--- Supplied records ---

//! Application wiring
//!
//! Turns validated settings into a running proxy server.

pub mod app;

pub use app::Application;
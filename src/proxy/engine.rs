//! Replay-or-forward decision per request
//!
//! ```text
//! compute key ──┬── skip-cache ───────────────┐
//!               └── lookup ── hit ──► respond │
//!                         └── miss ──► forward ◄┘
//!                                       ├── ok ──► persist ──► respond
//!                                       └── err ─► synthesize 502 ──► respond
//! ```
//!
//! Each request makes at most one forwarding attempt. Synthesized errors are
//! never persisted, and a failed write does not stop the forwarded response
//! from reaching the client.

use crate::proxy::cache_store::CacheStore;
use crate::proxy::error_response::bad_gateway;
use crate::proxy::fingerprint::{CacheKey, RequestFingerprinter};
use crate::proxy::forwarder::Forwarder;
use crate::proxy::graphql::GraphqlOperationExtractor;
use crate::proxy::types::{CacheStatus, CachedResponse, InboundRequest, ProxyConfig};
use std::sync::Arc;
use tracing::{error, warn};

/// Result of handling one request
#[derive(Clone, Debug)]
pub struct Outcome {
    pub key: CacheKey,
    pub status: CacheStatus,
    pub response: CachedResponse,
}

/// Orchestrates fingerprinting, the cache store and the forwarder
pub struct ProxyDecisionEngine {
    config: Arc<ProxyConfig>,
    fingerprinter: RequestFingerprinter,
    operations: GraphqlOperationExtractor,
    store: CacheStore,
    forwarder: Arc<dyn Forwarder>,
}

impl ProxyDecisionEngine {
    pub fn new(config: ProxyConfig, forwarder: Arc<dyn Forwarder>) -> Self {
        let fingerprinter = RequestFingerprinter::new(config.allowed_headers.iter().cloned());
        let operations = GraphqlOperationExtractor::new(config.graphql_path.clone());
        let store = CacheStore::new(config.cache_dir.clone());

        Self {
            config: Arc::new(config),
            fingerprinter,
            operations,
            store,
            forwarder,
        }
    }

    pub fn config(&self) -> &ProxyConfig {
        &self.config
    }

    pub fn store(&self) -> &CacheStore {
        &self.store
    }

    pub fn cache_key(&self, request: &InboundRequest) -> CacheKey {
        let fingerprint = self.fingerprinter.fingerprint(
            &request.method,
            request.url(),
            &request.headers,
            &request.body,
        );
        let operation = self.operations.extract(request.path(), &request.body);
        CacheKey::new(operation, fingerprint)
    }

    pub async fn handle(&self, request: InboundRequest) -> Outcome {
        let key = self.cache_key(&request);

        let forwarded_status = if self.config.skip_cache {
            CacheStatus::Bypass
        } else if let Some(response) = self.store.get(&key).await {
            return Outcome {
                key,
                status: CacheStatus::Hit,
                response,
            };
        } else {
            CacheStatus::Miss
        };

        match self.forwarder.forward(&request).await {
            Ok(response) => {
                if let Err(e) = self.store.put(&key, &response).await {
                    error!(%key, error = %e, "Failed to persist forwarded response");
                }
                Outcome {
                    key,
                    status: forwarded_status,
                    response,
                }
            }
            Err(e) => {
                warn!(%key, error = %e, "Upstream unreachable");
                let response = bad_gateway(
                    self.config.upstream_port,
                    &request.method,
                    request.url(),
                    key.operation(),
                );
                Outcome {
                    key,
                    status: CacheStatus::Unreachable,
                    response,
                }
            }
        }
    }
}
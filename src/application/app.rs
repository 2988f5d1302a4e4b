use crate::config::Settings;
use crate::proxy::{ProxyConfig, ProxyService};
use crate::proxy::types::ListenPort;
use crate::{Error, Result};
use std::net::SocketAddr;
use tokio::net::TcpListener;
use tracing::{info, instrument, warn};

/// Main application struct that owns the validated configuration
pub struct Application {
    settings: Settings,
    proxy_config: ProxyConfig,
    listen_port: ListenPort,
}

impl Application {
    #[instrument(skip(settings))]
    pub fn new(settings: Settings) -> Result<Self> {
        let proxy_config = settings.proxy_config()?;
        let listen_port = settings.listen_port()?;

        Ok(Self {
            settings,
            proxy_config,
            listen_port,
        })
    }

    /// Bind the configured address without serving yet
    pub async fn bind(&self) -> Result<TcpListener> {
        let address = format!(
            "{}:{}",
            self.settings.application.host,
            self.listen_port.as_ref()
        );
        Ok(TcpListener::bind(address).await?)
    }

    #[instrument(skip(self))]
    pub async fn run(self) -> Result<()> {
        let listener = self.bind().await?;
        self.serve(listener, shutdown_signal()).await
    }

    /// Serve on an already bound listener until `shutdown` resolves
    pub async fn serve(
        self,
        listener: TcpListener,
        shutdown: impl std::future::Future<Output = ()> + Send + 'static,
    ) -> Result<()> {
        let cache_dir = self.proxy_config.cache_dir.clone();
        tokio::fs::create_dir_all(&cache_dir)
            .await
            .map_err(|source| Error::CacheDirectory {
                path: cache_dir.clone(),
                source,
            })?;

        let local_addr: SocketAddr = listener.local_addr()?;
        info!(
            listen = %local_addr,
            upstream_port = %self.proxy_config.upstream_port.as_ref(),
            cache_dir = %cache_dir.display(),
            skip_cache = self.proxy_config.skip_cache,
            "Starting fixture proxy"
        );
        if self.proxy_config.skip_cache {
            warn!("Cache lookups disabled; every request is forwarded and re-recorded");
        }

        let router = ProxyService::new(self.proxy_config).into_router();
        axum::serve(listener, router)
            .with_graceful_shutdown(shutdown)
            .await?;

        info!("Fixture proxy stopped");
        Ok(())
    }

    pub fn settings(&self) -> &Settings {
        &self.settings
    }

    pub fn proxy_config(&self) -> &ProxyConfig {
        &self.proxy_config
    }
}

async fn shutdown_signal() {
    if let Err(error) = tokio::signal::ctrl_c().await {
        warn!(%error, "Failed to listen for shutdown signal");
        std::future::pending::<()>().await;
    }
    info!("Shutdown signal received");
}
//! On-disk record format for captured responses
//!
//! A record is a JSON object `{"statusCode", "headers", "body"}` where
//! `headers` is a flat array alternating name and value. The flat form keeps
//! header order and duplicate names intact. Bodies that are not valid UTF-8
//! are stored as standard base64 and flagged with `"bodyEncoding":"base64"`,
//! so every record replays byte for byte.

use crate::proxy::types::{CachedResponse, HeaderList};
use base64::engine::general_purpose::STANDARD;
use base64::Engine;
use bytes::Bytes;
use http::{HeaderName, HeaderValue, StatusCode};
use serde::{Deserialize, Serialize};
use thiserror::Error;

/// Errors produced while encoding or decoding a record
#[derive(Error, Debug)]
pub enum CodecError {
    #[error("Malformed record: {0}")]
    Json(#[from] serde_json::Error),

    #[error("Invalid status code in record: {0}")]
    InvalidStatus(u16),

    #[error("Header list has an odd number of entries: {0}")]
    UnpairedHeader(usize),

    #[error("Invalid header name in record: {0}")]
    InvalidHeaderName(String),

    #[error("Invalid value for header {name}")]
    InvalidHeaderValue { name: String },

    #[error("Unknown body encoding in record: {0}")]
    UnknownBodyEncoding(String),

    #[error("Invalid base64 body in record: {0}")]
    InvalidBody(#[from] base64::DecodeError),
}

/// Marker for bodies stored as base64
const BASE64_BODY_ENCODING: &str = "base64";

#[derive(Serialize, Deserialize)]
#[serde(rename_all = "camelCase")]
struct ResponseRecord {
    status_code: u16,
    headers: Vec<String>,
    body: String,
    #[serde(default, skip_serializing_if = "Option::is_none")]
    body_encoding: Option<String>,
}

/// Converts between [`CachedResponse`] and its persisted bytes
pub struct ResponseCodec;

impl ResponseCodec {
    /// UTF-8 bodies are stored as text, anything else as base64
    pub fn encode(response: &CachedResponse) -> Result<Vec<u8>, CodecError> {
        let headers = response
            .headers
            .iter()
            .flat_map(|(name, value)| {
                [
                    name.as_str().to_string(),
                    String::from_utf8_lossy(value.as_bytes()).into_owned(),
                ]
            })
            .collect();

        let (body, body_encoding) = match std::str::from_utf8(&response.body) {
            Ok(text) => (text.to_string(), None),
            Err(_) => (
                STANDARD.encode(&response.body),
                Some(BASE64_BODY_ENCODING.to_string()),
            ),
        };

        let record = ResponseRecord {
            status_code: response.status.as_u16(),
            headers,
            body,
            body_encoding,
        };

        Ok(serde_json::to_vec(&record)?)
    }

    pub fn decode(bytes: &[u8]) -> Result<CachedResponse, CodecError> {
        let record: ResponseRecord = serde_json::from_slice(bytes)?;

        let status = StatusCode::from_u16(record.status_code)
            .map_err(|_| CodecError::InvalidStatus(record.status_code))?;

        if record.headers.len() % 2 != 0 {
            return Err(CodecError::UnpairedHeader(record.headers.len()));
        }

        let headers = record
            .headers
            .chunks_exact(2)
            .map(|pair| {
                let name = HeaderName::from_bytes(pair[0].as_bytes())
                    .map_err(|_| CodecError::InvalidHeaderName(pair[0].clone()))?;
                let value = HeaderValue::from_str(&pair[1]).map_err(|_| {
                    CodecError::InvalidHeaderValue {
                        name: pair[0].clone(),
                    }
                })?;
                Ok((name, value))
            })
            .collect::<Result<HeaderList, CodecError>>()?;

        let body = match record.body_encoding.as_deref() {
            None => Bytes::from(record.body),
            Some(BASE64_BODY_ENCODING) => Bytes::from(STANDARD.decode(record.body)?),
            Some(other) => return Err(CodecError::UnknownBodyEncoding(other.to_string())),
        };

        Ok(CachedResponse::new(status, headers, body))
    }
}
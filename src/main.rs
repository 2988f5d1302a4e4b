use anyhow::{Context, Result};
use clap::Parser;
use fixture_proxy::config::{LogFormat, LoggingSettings};
use fixture_proxy::{Application, CommandLine, Settings};
use tracing::info;
use tracing_subscriber::EnvFilter;

#[tokio::main]
async fn main() -> Result<()> {
    let cli = CommandLine::parse();
    let settings = Settings::load(&cli).context("Failed to load configuration")?;

    init_tracing(&settings.logging)?;

    info!("Starting fixture proxy");

    let app = Application::new(settings)?;
    app.run().await?;

    Ok(())
}

/// `RUST_LOG` wins over the configured level when set
fn init_tracing(logging: &LoggingSettings) -> Result<()> {
    let filter = EnvFilter::try_from_default_env()
        .or_else(|_| EnvFilter::try_new(&logging.level))
        .with_context(|| format!("Invalid log level {:?}", logging.level))?;

    let builder = tracing_subscriber::fmt().with_env_filter(filter);
    let installed = match logging.format {
        LogFormat::Pretty => builder.try_init(),
        LogFormat::Json => builder.json().try_init(),
    };

    installed
        .map_err(|e| fixture_proxy::Error::Logging(e.to_string()))
        .context("Failed to install tracing subscriber")
}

---

### Problem details
Above are the records. Identify each line that contains the word "Some".

### Response to the task
        } else if let Some(response) = self.store.get(&key).await {
                Some(BASE64_BODY_ENCODING.to_string()),
            Some(BASE64_BODY_ENCODING) => Bytes::from(STANDARD.decode(record.body)?),
            Some(other) => return Err(CodecError::UnknownBodyEncoding(other.to_string())),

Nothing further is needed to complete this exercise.